Deciding to have a much-loved puppy desexed is often a traumatic time for a pet owner. We hope that this page answers any queries you may have. If you have any other concerns, please feel free to speak with any of the our friendly staff.

Dogs and Cats coming in to be desexed are normally admitted to the hospital either on the morning of the operation, without breakfast, or if this is inconvenient, on the evening before. The operation to desex both female and male dogs and cats is performed under sterile conditions using full general anaesthesia.  Your pets safety is our main concern at Coast Animal Health.

In the female, the abdomen is clipped free of hair, an incision is made along the mid line of the abdomen, and the ovaries and uterus are completely removed by a qualified Vet; this eliminates the possibility of having puppies, prevents her from coming into season, and prevents the development of infections of the uterus later in life.

In the male, the area around the scrotum is clipped free of hair, an incision is made just in front of the scrotum and both testes are completely removed by a qualified Vet; this eliminates the source of sperm and also the main source of the male sex hormone, testosterone.

Because both procedures are performed under general anaesthesia the animals feel no pain during the operation itself; we routinely administer analgesics at the time of desexing to minimise any postoperative discomfort.

Desexing is a day procedure. Admission times are from 8am until 9.30am. We will book you an admission time, to drop your pet off at the clinic. Please allow 15 minutes for the admission process. If you can not bring your pet in on the day and a friend or relative is dropping your pet off, then please come in before and sign all the paperwork. We will contact you after the surgery to let you know of your pets’ progress and to arrange a discharge time.

When your dog goes home, we ask you to keep an eye on the wound and to let us know if there is any problem with the surgery site such as swelling, discharge, or if he manages to chew any of the stitches out; these complications are unlikely but do occasionally occur and we encourage you to contact us, if you have any concerns at all. If you are concerned that your pet may lick at the sutures, then we can happily fit an Elizabethan collar.

We also recommend that you do not bathe your dog until after the stitches have been removed.

We advise keeping your pet quiet for several days after discharge. Beyond this, fairly normal activity may then be allowed.

The skin sutures need to be removed 10 to 14 days after the surgery.

The best age to consider dog and cat desexing is at about six months; at this stage the dog / cat will have matured reasonably well physically and be old enough to cope with an elective anaesthetic and surgery, but will not have reached an age where a male will have developed many antisocial habits, or a female will have come into season.

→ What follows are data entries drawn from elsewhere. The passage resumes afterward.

#![warn(missing_docs)]
//! Client library which exposes node/pool/replica/volume status from the
//! control plane's agents through REST.
//! Different versions are exposed through `versions`.
//!
//! # Example:
//!
//! async fn main() {
//!     use rest_client::versions::v0::RestClient;
//!     let client = RestClient::new("http://localhost:8080");
//!     let _nodes = client.get_nodes().await.unwrap();
//! }

/// expose different versions of the client
pub mod versions;

use actix_web::client::Client;
use serde::Deserialize;
use std::string::ToString;

/// Actix Rest Client
#[derive(Clone)]
pub struct ActixRestClient {
    client: actix_web::client::Client,
    url: String,
}

impl ActixRestClient {
    /// creates a new client which uses the specified `url`
    pub fn new(url: &str) -> anyhow::Result<Self> {
        Ok(Self {
            client: Client::default(),
            url: url.to_string(),
        })
    }
    async fn get_vec<R>(&self, urn: String) -> anyhow::Result<Vec<R>>
    where
        for<'de> R: Deserialize<'de>,
    {
        let uri = format!("{}{}", self.url, urn);

        let mut rest_response =
            self.client.get(uri.clone()).send().await.map_err(|error| {
                anyhow::anyhow!(
                    "Failed to get uri '{}' from rest, err={:?}",
                    uri,
                    error
                )
            })?;

        let rest_body = rest_response.body().await?;
        match serde_json::from_slice(&rest_body) {
            Ok(result) => Ok(result),
            Err(_) => Ok(vec![serde_json::from_slice::<R>(&rest_body)?]),
        }
    }
}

Your dog may quieten down a little after desexing, but there will be no fundamental change of character; she will still be as good a watchdog as ever. A desexed dog does not become fat, however the metabolic requirements for food will decrease. In addition, desexing is normally done at an age when a dog’s growth is almost finished; at this stage food requirements will decrease, so it is important to avoid overfeeding and to continue with adequate exercise. We recommend Royal Canin Neutered Food after desexing.